**The problem:**
Among the lines below, copy each one in which "ProbeKind" appears.

Records shown Start Marker

use async_trait::async_trait;
use serde_json::Value;

use super::{Probe, ProbeContext};
use crate::data_models::{PerformanceMetrics, ProbeKind, ProbeValue};
use crate::error::ProbeError;

/// Looks up lab performance metrics from the PageSpeed Insights API.
pub struct PerformanceProbe {
    client: reqwest::Client,
    api_url: String,
    api_key: Option<String>,
}

impl PerformanceProbe {
    pub fn new(client: reqwest::Client, api_url: &str, api_key: Option<String>) -> Self {
        Self {
            client,
            api_url: api_url.to_string(),
            api_key,
        }
    }
}

#[async_trait]
impl Probe for PerformanceProbe {
    fn kind(&self) -> ProbeKind {
        ProbeKind::Performance
    }

    async fn run(&self, ctx: &ProbeContext) -> Result<ProbeValue, ProbeError> {
        let mut query = vec![
            ("url", ctx.url.to_string()),
            ("strategy", "mobile".to_string()),
            ("category", "performance".to_string()),
        ];
        if let Some(key) = &self.api_key {
            query.push(("key", key.clone()));
        }

        let res = self.client.get(&self.api_url).query(&query).send().await?;
        if !res.status().is_success() {
            return Err(ProbeError::Status(res.status().as_u16()));
        }
        let body: Value = res.json().await?;
        parse_pagespeed(&body).map(ProbeValue::Performance)
    }
}

fn audit_value(audits: &Value, id: &str) -> Option<f64> {
    audits.get(id)?.get("numericValue")?.as_f64()
}

pub fn parse_pagespeed(body: &Value) -> Result<PerformanceMetrics, ProbeError> {
    let lighthouse = body
        .get("lighthouseResult")
        .ok_or_else(|| ProbeError::Unusable("response has no lighthouseResult".to_string()))?;

    let score = lighthouse
        .pointer("/categories/performance/score")
        .and_then(Value::as_f64)
        .map(|s| (s * 100.0).round().clamp(0.0, 100.0) as u8);

    let audits = lighthouse.get("audits").cloned().unwrap_or(Value::Null);
    Ok(PerformanceMetrics {
        score,
        first_contentful_paint_ms: audit_value(&audits, "first-contentful-paint"),
        largest_contentful_paint_ms: audit_value(&audits, "largest-contentful-paint"),
        total_blocking_time_ms: audit_value(&audits, "total-blocking-time"),
        cumulative_layout_shift: audit_value(&audits, "cumulative-layout-shift"),
        speed_index_ms: audit_value(&audits, "speed-index"),
    })
}
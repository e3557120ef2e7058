//! Single-URL site auditing: fetch a page, run independent probes against it
//! concurrently and merge their findings, including near-duplicate content
//! across the crawled site, into one report.

pub mod analyzer;
pub mod api;
pub mod combinators;
pub mod config;
pub mod crawler;
pub mod data_models;
pub mod error;
pub mod fetcher;
pub mod llm;
pub mod orchestrator;
pub mod probes;
pub mod report;
pub mod shingles;
pub mod similarity;

pub use config::{AuditConfig, Settings};
pub use error::AuditError;
pub use orchestrator::AuditOrchestrator;
pub use report::AuditReport;
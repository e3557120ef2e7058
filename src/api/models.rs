use serde::{Deserialize, Serialize};

#[derive(Debug, Deserialize)]
pub struct AuditRequest {
    pub url: String,
}

#[derive(Debug, Serialize, Deserialize)]
pub struct ErrorResponse {
    pub error: String,
}
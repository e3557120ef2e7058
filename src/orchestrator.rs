use chrono::Utc;
use futures::FutureExt;
use reqwest::Url;
use std::any::Any;
use std::panic::AssertUnwindSafe;
use std::sync::Arc;
use tracing::Instrument;

use crate::combinators::settle_all;
use crate::config::{AuditConfig, Settings};
use crate::crawler::{CrawlService, LocalCrawler, RemoteCrawlService};
use crate::data_models::{ProbeKind, ProbeResult, ProbeValue};
use crate::error::{AuditError, ProbeError};
use crate::fetcher::{HttpPageFetcher, PageFetcher, build_http_client};
use crate::llm::{OpenAiTextAnalysis, TextAnalysisClient};
use crate::probes::{
    ContentQualityProbe, DuplicateContentProbe, FilesProbe, PerformanceProbe, Probe, ProbeContext,
    StructuredDataProbe, UrlConsistencyProbe,
};
use crate::report::{AuditReport, ReportAssembler};

/// Link depth explored by the in-process crawler.
const LOCAL_CRAWL_DEPTH: usize = 3;
const LOCAL_CRAWL_CONCURRENCY: usize = 4;

/// Adds `https://` to scheme-less input and rejects anything that is not an
/// absolute http(s) URL with a host.
pub fn normalize_url(input: &str) -> Result<Url, AuditError> {
    let trimmed = input.trim();
    if trimmed.is_empty() {
        return Err(AuditError::InvalidUrl(input.to_string()));
    }
    let candidate = if trimmed.contains("://") {
        trimmed.to_string()
    } else {
        format!("https://{trimmed}")
    };

    let url = Url::parse(&candidate).map_err(|_| AuditError::InvalidUrl(input.to_string()))?;
    if !matches!(url.scheme(), "http" | "https") || url.host_str().is_none_or(str::is_empty) {
        return Err(AuditError::InvalidUrl(input.to_string()));
    }
    Ok(url)
}

fn panic_message(payload: Box<dyn Any + Send>) -> String {
    if let Some(s) = payload.downcast_ref::<&str>() {
        s.to_string()
    } else if let Some(s) = payload.downcast_ref::<String>() {
        s.clone()
    } else {
        "unknown panic payload".to_string()
    }
}

/// Runs one probe under its deadline. Errors, panics, elapsed deadlines and
/// values of the wrong kind all come back as `Err`.
async fn run_guarded(probe: &dyn Probe, ctx: &ProbeContext) -> Result<ProbeValue, ProbeError> {
    let kind = probe.kind();
    let limit = probe.timeout(&ctx.config);

    let guarded = AssertUnwindSafe(probe.run(ctx)).catch_unwind();
    let value = match tokio::time::timeout(limit, guarded).await {
        Err(_) => return Err(ProbeError::Timeout(limit)),
        Ok(Err(payload)) => return Err(ProbeError::Panicked(panic_message(payload))),
        Ok(Ok(result)) => result?,
    };

    if value.kind() != kind {
        return Err(ProbeError::WrongKind {
            expected: kind.as_str(),
            got: value.kind().as_str(),
        });
    }
    Ok(value)
}

fn to_probe_result(kind: ProbeKind, outcome: Result<ProbeValue, ProbeError>) -> ProbeResult {
    match outcome {
        Ok(value) => {
            log::debug!("probe {} ok", kind.as_str());
            ProbeResult::ok(value)
        }
        Err(e @ ProbeError::Timeout(_)) => {
            log::warn!("probe {} timed out: {e}", kind.as_str());
            ProbeResult::timeout(kind, e.to_string())
        }
        Err(e) => {
            log::warn!("probe {} failed: {e}", kind.as_str());
            ProbeResult::failed(kind, e.to_string())
        }
    }
}

/// Fetches the primary page, fans out to every probe and assembles the
/// report. Only the primary fetch can fail an audit.
pub struct AuditOrchestrator {
    fetcher: Arc<dyn PageFetcher>,
    probes: Vec<Arc<dyn Probe>>,
}

impl AuditOrchestrator {
    pub fn new(fetcher: Arc<dyn PageFetcher>) -> Self {
        Self {
            fetcher,
            probes: Vec::new(),
        }
    }

    pub fn with_probe(mut self, probe: Arc<dyn Probe>) -> Self {
        self.probes.push(probe);
        self
    }

    /// Standard wiring: HTTP fetcher, every probe, the remote crawl API when
    /// one is configured and the in-process crawler otherwise.
    pub fn from_settings(settings: &Settings) -> Result<Self, reqwest::Error> {
        let client = build_http_client(settings)?;
        let fetcher: Arc<dyn PageFetcher> = Arc::new(HttpPageFetcher::new(client.clone()));

        let crawler: Arc<dyn CrawlService> = match &settings.crawl_api_url {
            Some(base_url) => Arc::new(RemoteCrawlService::new(
                client.clone(),
                base_url,
                settings.crawl_api_key.clone(),
            )),
            None => Arc::new(LocalCrawler::new(
                fetcher.clone(),
                LOCAL_CRAWL_DEPTH,
                LOCAL_CRAWL_CONCURRENCY,
            )),
        };
        let analysis = settings.llm_api_key.as_deref().map(|key| {
            Arc::new(OpenAiTextAnalysis::new(
                client.clone(),
                &settings.llm_api_url,
                key,
                &settings.llm_model,
            )) as Arc<dyn TextAnalysisClient>
        });
        if analysis.is_none() {
            log::info!("no LLM_API_KEY set, content quality uses local heuristics");
        }

        Ok(Self::new(fetcher.clone())
            .with_probe(Arc::new(PerformanceProbe::new(
                client.clone(),
                &settings.pagespeed_api_url,
                settings.pagespeed_api_key.clone(),
            )))
            .with_probe(Arc::new(FilesProbe::new(client.clone())))
            .with_probe(Arc::new(StructuredDataProbe::new()))
            .with_probe(Arc::new(UrlConsistencyProbe::new(client)))
            .with_probe(Arc::new(ContentQualityProbe::new(analysis)))
            .with_probe(Arc::new(DuplicateContentProbe::new(crawler))))
    }

    pub fn probe_kinds(&self) -> Vec<ProbeKind> {
        self.probes.iter().map(|p| p.kind()).collect()
    }

    pub async fn run_audit(&self, url: &str, config: &AuditConfig) -> Result<AuditReport, AuditError> {
        let url = normalize_url(url)?;
        let span = tracing::info_span!("audit", url = %url);
        self.audit(url, config).instrument(span).await
    }

    async fn audit(&self, url: Url, config: &AuditConfig) -> Result<AuditReport, AuditError> {
        log::info!("starting audit of {url} with {} probes", self.probes.len());

        let page = self
            .fetcher
            .fetch(url.as_str())
            .await
            .map_err(|source| AuditError::FatalFetch {
                url: url.to_string(),
                source,
            })?;
        log::info!(
            "fetched primary page {} ({} words)",
            page.final_url,
            page.word_count
        );

        let ctx = ProbeContext {
            url: url.clone(),
            page,
            config: config.clone(),
        };
        let outcomes = settle_all(self.probes.iter().map(|probe| {
            let span = tracing::info_span!("probe", kind = probe.kind().as_str());
            run_guarded(probe.as_ref(), &ctx).instrument(span)
        }))
        .await;

        let results: Vec<ProbeResult> = self
            .probes
            .iter()
            .zip(outcomes)
            .map(|(probe, outcome)| to_probe_result(probe.kind(), outcome))
            .collect();

        let report = ReportAssembler::assemble(url.as_str(), &ctx.page, &results, Utc::now());
        log::info!(
            "audit of {url} finished: {}/{} probes ok, {} duplicate pair(s)",
            report.summary.probes_succeeded,
            report.summary.probes_run,
            report.duplicates.duplicates_found
        );
        Ok(report)
    }
}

Records shown End Marker

**Answer space:**
use crate::data_models::{PerformanceMetrics, ProbeKind, ProbeValue};
    fn kind(&self) -> ProbeKind {
        ProbeKind::Performance
use crate::data_models::{ProbeKind, ProbeResult, ProbeValue};
fn to_probe_result(kind: ProbeKind, outcome: Result<ProbeValue, ProbeError>) -> ProbeResult {
    pub fn probe_kinds(&self) -> Vec<ProbeKind> {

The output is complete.